DADE CITY, Fla. (WFLA) — Very shortly after she separated from her former husband earlier this year, Darcy Brune started calling Pasco County Schools, trying to get a bus pass for her 16-year-old son. But after weeks of calls all the way up to Tallahassee, she couldn’t get the pass for her house.

“That doesn’t make sense,” Brune said. “You have hundreds of parents in Pasco County that are divorced and the children have two legal residences. Why can’t they have two bus passes?”

Brune’s son only has a bus pass for his father’s house, not Brune’s house.

“I was really disappointed, and I’m all about fair and equitable, right?” Brune asked. “I’m a taxpayer in the county, so it didn’t make sense to me.”

In a statement to 8 On Your Side, the district said, “We recognize the challenges this can present, but the district does not have the drivers available to reserve two seats on two buses for students. Many of the efficiencies we are attempting to achieve with route reductions would be lost.”

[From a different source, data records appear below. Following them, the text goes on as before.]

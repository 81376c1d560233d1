//! # firn-uncertainty
//!
//! First-order propagation of independent mass and height uncertainties into
//! bulk density uncertainty, as a function of snow height.
//!
//! The fitted relation `mass(h) = a·exp(b·h) + c` supplies the mass at each
//! height of a regular grid, independent of any observation. For every
//! `(σ_m, σ_h)` [`Uncertainty`] scenario:
//!
//! ```text
//! density(h) = mass(h) / h
//! rel_err(h) = sqrt((σ_m / mass(h))² + (σ_h / h)²)
//! abs_err(h) = rel_err(h) · density(h)
//! ```
//!
//! [`propagate_fixed_densities`] replaces `density(h)` with nominal values.
//! The zero-height row is singular and left non-finite in the
//! [`ErrorProfile`].

mod error;
mod profile;
mod propagate;
mod scenario;

pub use error::UncertaintyError;
pub use profile::ErrorProfile;
pub use propagate::{propagate, propagate_fixed_densities};
pub use scenario::{Uncertainty, relative_error};
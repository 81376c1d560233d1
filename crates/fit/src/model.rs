//! Parametric curve models.

use serde::Serialize;

/// Parameters of `mass(h) = a·exp(b·h) + c`.
#[derive(Debug, Clone, Copy, PartialEq, Serialize)]
pub struct ExponentialParams {
    /// Amplitude.
    pub a: f64,
    /// Rate.
    pub b: f64,
    /// Offset.
    pub c: f64,
}

impl ExponentialParams {
    /// Evaluates the model at height `h`.
    pub fn evaluate(&self, h: f64) -> f64 {
        self.a * (self.b * h).exp() + self.c
    }
}

/// A fitted curve model.
#[derive(Debug, Clone, Copy, PartialEq, Serialize)]
#[serde(tag = "model", rename_all = "snake_case")]
pub enum CurveModel {
    /// `y = a·exp(b·x) + c`.
    Exponential(ExponentialParams),
    /// `y = sigma0 / sqrt(x)`.
    NoiseDecay {
        /// Noise of a single solution.
        sigma0: f64,
    },
    /// `y = slope·x + intercept`.
    Linear {
        /// Slope.
        slope: f64,
        /// Intercept.
        intercept: f64,
    },
}

impl CurveModel {
    /// Evaluates the model at `x`.
    pub fn evaluate(&self, x: f64) -> f64 {
        match self {
            Self::Exponential(p) => p.evaluate(x),
            Self::NoiseDecay { sigma0 } => sigma0 / x.sqrt(),
            Self::Linear { slope, intercept } => slope * x + intercept,
        }
    }

    /// Parameter vector in declaration order.
    pub fn params(&self) -> Vec<f64> {
        match self {
            Self::Exponential(p) => vec![p.a, p.b, p.c],
            Self::NoiseDecay { sigma0 } => vec![*sigma0],
            Self::Linear { slope, intercept } => vec![*slope, *intercept],
        }
    }

    /// Short model name.
    pub fn name(&self) -> &'static str {
        match self {
            Self::Exponential(_) => "exponential",
            Self::NoiseDecay { .. } => "noise_decay",
            Self::Linear { .. } => "linear",
        }
    }
}
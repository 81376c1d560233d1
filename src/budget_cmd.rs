//! Budget command: density error budget of a given calibration curve.

use anyhow::{Context, Result, bail};
use tracing::{info, info_span};

use firn_fit::{ExponentialParams, SampleGrid};
use firn_io::{WriterConfig, write_error_profile};
use firn_uncertainty::propagate;

use crate::cli::BudgetArgs;
use crate::convert;

/// Heights (m) at which the relative errors are logged.
const SUMMARY_HEIGHTS: [f64; 3] = [0.5, 1.0, 2.0];

/// Evaluate the error budget and write it as Parquet.
pub fn run(args: BudgetArgs) -> Result<()> {
    let _cmd = info_span!("budget").entered();

    let params = ExponentialParams {
        a: args.a,
        b: args.b,
        c: args.c,
    };
    if ![params.a, params.b, params.c].iter().all(|v| v.is_finite()) {
        bail!(
            "curve parameters must be finite, got a={} b={} c={}",
            params.a,
            params.b,
            params.c
        );
    }
    let scenarios = convert::build_scenarios(&args.mass_sigma, &args.height_sigma)?;
    let grid = SampleGrid::height_extended();

    let profile = propagate(&params, &grid, &scenarios).context("error propagation failed")?;
    for &h in &SUMMARY_HEIGHTS {
        let i = ((h - grid.start()) / grid.step()).round() as usize;
        for (j, label) in profile.relative_labels().iter().enumerate() {
            info!(
                height = h,
                scenario = %label,
                relative = profile.relative()[[i, j]],
                absolute = profile.absolute()[[i, j]],
                "density error"
            );
        }
    }

    write_error_profile(&args.output, &profile, &WriterConfig::default())
        .with_context(|| format!("failed to write Parquet: {}", args.output.display()))?;
    info!(path = %args.output.display(), scenarios = scenarios.len(), "error budget written");
    Ok(())
}
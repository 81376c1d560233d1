//! Residuals of a series against a reference.

use firn_series::TimeSeries;
use serde::Serialize;
use tracing::debug;

use crate::error::CompareError;

/// Minimum number of co-located observations for residual statistics.
pub const MIN_OVERLAP: usize = 2;

/// Absolute and percentage residuals `data - reference`, on the common
/// timestamps of both series.
#[derive(Debug, Clone, PartialEq)]
pub struct Residuals {
    /// `data - reference`.
    pub absolute: TimeSeries,
    /// `(data - reference) / reference · 100`; missing where the reference
    /// is zero.
    pub percent: TimeSeries,
}

/// Summary of one residual vector.
#[derive(Debug, Clone, Copy, PartialEq, Serialize)]
pub struct ResidualSummary {
    /// Mean error.
    pub me: f64,
    /// Mean absolute error.
    pub mae: f64,
    /// `max - min` of the residuals.
    pub range: f64,
    /// Mean squared error.
    pub mse: f64,
    /// Root mean squared error.
    pub rmse: f64,
    /// Sample standard deviation of the residuals.
    pub std: f64,
}

impl ResidualSummary {
    fn from_residuals(r: &[f64]) -> Option<Self> {
        if r.is_empty() {
            return None;
        }
        let n = r.len() as f64;
        let me = firn_stats::mean(r);
        let mae = r.iter().map(|v| v.abs()).sum::<f64>() / n;
        let (lo, hi) = r
            .iter()
            .fold((f64::INFINITY, f64::NEG_INFINITY), |(lo, hi), &v| (lo.min(v), hi.max(v)));
        let mse = r.iter().map(|v| v * v).sum::<f64>() / n;
        Some(Self {
            me,
            mae,
            range: hi - lo,
            mse,
            rmse: mse.sqrt(),
            std: firn_stats::sd(r),
        })
    }
}

/// Agreement statistics of a series with a reference.
#[derive(Debug, Clone, Copy, PartialEq, Serialize)]
pub struct ResidualStats {
    /// Number of co-located observations.
    pub n: usize,
    /// `1 - SSR / TSS`, with the total sum of squares taken about the mean of
    /// the data. `None` for constant data.
    pub r_squared: Option<f64>,
    /// Statistics of the absolute residuals.
    pub absolute: ResidualSummary,
    /// Statistics of the percentage residuals; `None` when the reference is
    /// zero everywhere.
    pub percent: Option<ResidualSummary>,
}

/// Residuals of `data` against `reference`.
pub fn residuals(reference: &TimeSeries, data: &TimeSeries) -> Residuals {
    let joined = reference.inner_join(data);
    let absolute = joined.iter().map(|&(t, r, d)| (t, d - r)).collect();
    let percent = TimeSeries::from_observations(
        joined
            .iter()
            .map(|&(t, r, d)| (t, (r != 0.0).then(|| (d - r) / r * 100.0))),
    );
    Residuals { absolute, percent }
}

/// Agreement statistics of `data` against `reference`.
///
/// # Errors
///
/// Returns [`CompareError::InsufficientOverlap`] with fewer than
/// [`MIN_OVERLAP`] co-located observations.
#[tracing::instrument(skip_all, fields(n_ref = reference.observed_len(), n_data = data.observed_len()))]
pub fn residual_stats(
    reference: &TimeSeries,
    data: &TimeSeries,
) -> Result<ResidualStats, CompareError> {
    let joined = reference.inner_join(data);
    if joined.len() < MIN_OVERLAP {
        return Err(CompareError::InsufficientOverlap {
            n: joined.len(),
            min: MIN_OVERLAP,
        });
    }
    let res = residuals(reference, data);
    let r = res.absolute.observed_values();
    let r_p = res.percent.observed_values();

    let d: Vec<f64> = joined.iter().map(|&(_, _, d)| d).collect();
    let d_mean = firn_stats::mean(&d);
    let tss: f64 = d.iter().map(|v| (v - d_mean).powi(2)).sum();
    let ssr: f64 = r.iter().map(|v| v * v).sum();
    let r_squared = (tss > 0.0).then(|| 1.0 - ssr / tss);

    let absolute = ResidualSummary::from_residuals(&r).ok_or(CompareError::InsufficientOverlap {
        n: 0,
        min: MIN_OVERLAP,
    })?;
    let stats = ResidualStats {
        n: joined.len(),
        r_squared,
        absolute,
        percent: ResidualSummary::from_residuals(&r_p),
    };
    debug!(n = stats.n, rmse = absolute.rmse, me = absolute.me, "residual statistics");
    Ok(stats)
}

“We just don’t want to get into the habit, if you will, of making a mistake of putting the kid on the wrong bus when they shouldn’t have been there,” said Pasco County Schools Superintendent Kurt Browning. “Then they get dropped off and guess what? It’s the wrong day.”

Last year, the district eliminated dozens of bus routes that were within a two-mile radius of the school. But Brune lives nearly four miles away from Pasco High School, where her son is a junior. She doesn’t want him walking or biking that potentially dangerous path.

“We’re under heat advisory every other day here,” Brune said. “Do you really want a child walking at one in the afternoon, or two in the afternoon?”

She’s not sure how she will make this school year work. She said she will probably drop her son off before school in the morning, then use her lunch break during work to pick him up. But if there’s any kind of conflict, he could be waiting a while. She said she’s heard of kids taking Ubers to school, or parents sneaking their kids on the bus.

“Our children and our community are our future and we want to keep them safe,” Brune explained. “We want them to get to school easily and safely and we want to treat every parent equally. It doesn’t matter if your child has two households or one, they should be able to get to school safely.”

Pasco County Schools, in their statement, also said, “Additionally, there are other considerations that come with providing two bus passes (for example, safety at the elementary level in particular and challenges with specialized transportation).”

“It’s been a standing policy in this district,” Browning explained. “We issue one bus pass and I don’t see that changing anytime soon.”

While Brune only has a couple of years of bus issues to deal with, she worries about separated parents who have much longer to go than her.